Globalisation and Dying

There are some big differences between countries on causes of death although these are narrowing with globalisation. For example, overall Japan had five times the rate of infectious and parasitic deaths in 1955 than Australia, but only a quarter of the mortality rate from circulatory (heart and stroke) disease. Japanese eat less fat and food from animal sources but more salt than those in Western countries. Over the past 50 years, the consumption of animal products and fats increased considerably in Japan, while the salt intake declined as Japanese started to have more similar culinary habits to other developed countries. Mortality due to stroke drastically decreased over the last decades. Now the researchers say the growth in obesity suggests that mortality due to several heart diseases may increase in the near future.

Trends tend to run internationally, with common developments in healthcare and other campaigns targeting specific diseases. Many national healthcare systems in advanced countries were launched in the 1950s or 1960s, along with institutions dealing with diseases of the circulatory system, such as the Heart Foundation and the Australian Cancer Society (now called Cancer Council Australia), which helped mortality rates decline from the 1970s.

Research into why we are living longer shows that the causes of death vary with age. For instance, mortality rates in regard to diseases of the circulatory system have generally decreased at each age, although at different rates, but it still remains the most important mortality for ages above 75. Cancer is becoming the major cause of death for middle ages. Respiratory system deaths have reduced substantially at younger ages.

With external causes of death, such as accidents, the age pattern of mortality has been very different for males and females, particularly in the 1950s. The male accident "hump" is not visible for females and only appears later, reflecting the more general use of cars and other social behaviours including alcohol consumption by females. Accident levels vary across nations but with a general decline.

Respiratory system diseases have decreased for most countries and both males and females aged under 60 or 70 over time. For older ages, mortality increased from the 1950s up to the 1980s, followed by a decrease – a trend again linked to changes in tobacco consumption. Another factor is the increase in air pollution post-World War 2 in Europe and the US.
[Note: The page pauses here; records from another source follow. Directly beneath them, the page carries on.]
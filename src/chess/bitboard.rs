//! [`Bitboard`] is a set of board squares packed into a single [u64]. It backs
//! the attack maps of [`crate::chess::state::GameState`]: membership tests and
//! unions are single bit operations.
//!
//! [Bitboard]: https://www.chessprogramming.org/Bitboards

use std::fmt;
use std::ops::{BitAnd, BitOr, BitOrAssign, Not, Sub};

use itertools::Itertools;

use crate::chess::core::{Position, BOARD_SIZE, BOARD_WIDTH};

/// Represents a set of squares and provides common operations (e.g. AND, OR,
/// complement) over these sets. Each bit corresponds to one of 64 squares of
/// the chess board.
///
/// Mirroring [`Position::index`], the least significant bit corresponds to
/// a8, and the most significant bit to h1.
#[derive(Copy, Clone, PartialEq, Eq, Default)]
pub struct Bitboard {
    bits: u64,
}

impl Bitboard {
    /// Constructs Bitboard from pre-calculated bits.
    #[must_use]
    pub const fn from_bits(bits: u64) -> Self {
        Self { bits }
    }

    /// Constructs a bitboard representing empty set of squares.
    #[must_use]
    pub const fn empty() -> Self {
        Self::from_bits(0)
    }

    /// Constructs a bitboard representing the universal set, it contains all
    /// squares by setting all bits to binary one.
    #[must_use]
    pub const fn full() -> Self {
        Self::from_bits(u64::MAX)
    }

    /// Returns raw bits.
    #[must_use]
    pub const fn bits(self) -> u64 {
        self.bits
    }

    /// Collects given squares into a set.
    #[must_use]
    pub fn from_positions(positions: &[Position]) -> Self {
        positions
            .iter()
            .fold(Self::empty(), |result, position| result | Self::from(*position))
    }

    /// Returns true if this bitboard contains given square.
    #[must_use]
    pub const fn contains(self, position: Position) -> bool {
        (self.bits & (1u64 << position.index())) != 0
    }

    /// Adds the square to the set.
    pub fn insert(&mut self, position: Position) {
        self.bits |= 1u64 << position.index();
    }

    /// Number of squares in the set.
    #[must_use]
    pub const fn count(self) -> u32 {
        self.bits.count_ones()
    }

    #[allow(missing_docs)]
    #[must_use]
    pub const fn is_empty(self) -> bool {
        self.bits == 0
    }

    /// An efficient way to iterate over the set squares.
    #[must_use]
    pub const fn iter(self) -> BitboardIterator {
        BitboardIterator { bits: self.bits }
    }
}

impl fmt::Debug for Bitboard {
    /// Dumps the set as an 8x8 grid, a8 in the top left corner.
    fn fmt(&self, f: &mut fmt::Formatter<'_>) -> fmt::Result {
        write!(
            f,
            "{}",
            (0..BOARD_SIZE)
                .map(|index| if self.bits & (1u64 << index) == 0 {
                    '.'
                } else {
                    '1'
                })
                .chunks(BOARD_WIDTH as usize)
                .into_iter()
                .map(|mut row| row.join(SQUARE_SEPARATOR))
                .join(LINE_SEPARATOR)
        )
    }
}

impl BitOr for Bitboard {
    type Output = Self;

    fn bitor(self, rhs: Self) -> Self::Output {
        Self::from_bits(self.bits.bitor(rhs.bits))
    }
}

impl BitOrAssign for Bitboard {
    fn bitor_assign(&mut self, rhs: Self) {
        self.bits.bitor_assign(rhs.bits);
    }
}

impl BitAnd for Bitboard {
    type Output = Self;

    fn bitand(self, rhs: Self) -> Self::Output {
        Self::from_bits(self.bits.bitand(rhs.bits))
    }
}

impl Sub for Bitboard {
    type Output = Self;

    /// [Relative component], i.e. Result = LHS \ RHS.
    ///
    /// [Relative component]: https://en.wikipedia.org/wiki/Complement_%28set_theory%29#Relative_complement
    fn sub(self, rhs: Self) -> Self::Output {
        self & !rhs
    }
}

impl Not for Bitboard {
    type Output = Self;

    /// Returns [complement
    /// set](https://en.wikipedia.org/wiki/Complement_%28set_theory%29) of Self,
    /// i.e. flipping the set squares to unset and vice versa.
    fn not(self) -> Self::Output {
        Self::from_bits(!self.bits)
    }
}

impl From<Position> for Bitboard {
    fn from(position: Position) -> Self {
        Self::from_bits(1u64 << position.index())
    }
}

impl FromIterator<Position> for Bitboard {
    fn from_iter<I: IntoIterator<Item = Position>>(positions: I) -> Self {
        let mut result = Self::empty();
        for position in positions {
            result.insert(position);
        }
        result
    }
}

/// Iterates over set squares in a given [Bitboard] from least significant 1
/// bits (LS1B) to most significant 1 bits (MS1B) through implementing
/// [`BitScan`] forward operation.
///
/// [BitScan]: https://www.chessprogramming.org/BitScan
pub struct BitboardIterator {
    bits: u64,
}

impl Iterator for BitboardIterator {
    type Item = Position;

    fn next(&mut self) -> Option<Self::Item> {
        if self.bits == 0 {
            return None;
        }
        // Get the LS1B and consume it from the iterator.
        let next_index = self.bits.trailing_zeros();
        self.bits ^= 1 << next_index;
        // trailing_zeros() of a non-zero u64 is within 0..64.
        #[allow(clippy::cast_possible_truncation)]
        let index = next_index as u8;
        Some(Position::from_index(index))
    }
}

const LINE_SEPARATOR: &str = "\n";
const SQUARE_SEPARATOR: &str = " ";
Gender is also relevant with male and female mortality rates showing different trends for cancer. Females are more affected by breast cancer and prostate cancer impacts males. Also the smoking prevalence among males shows up in statistics for lung cancer mortality. Male cancer death rates across advanced countries have shown similar evolution over time and across ages, with a general decrease in younger age groups. For middle ages, cancer mortality rates started to increase in the 1950s, and then decrease from the 1970s or 1980s, again a major factor being the decline in smoking. The mortality increase at older ages also reflects that with medical advances and treatment of cancer extending life, people diagnosed with cancer are living longer.

Internationally, more people are reaching older ages, due to declines in the main causes of death. Yet the age pattern for each cause of death has remained relatively the same over the last 50 years and across countries. What changes is the relative importance of the five main causes of death over time.

"The analysis points to the need for more careful modelling of trends in mortality improvement. By not taking into account the potential effects of trends in different causes across different ages will reduce the value of forecasts of future mortality rate trends," says Sherris.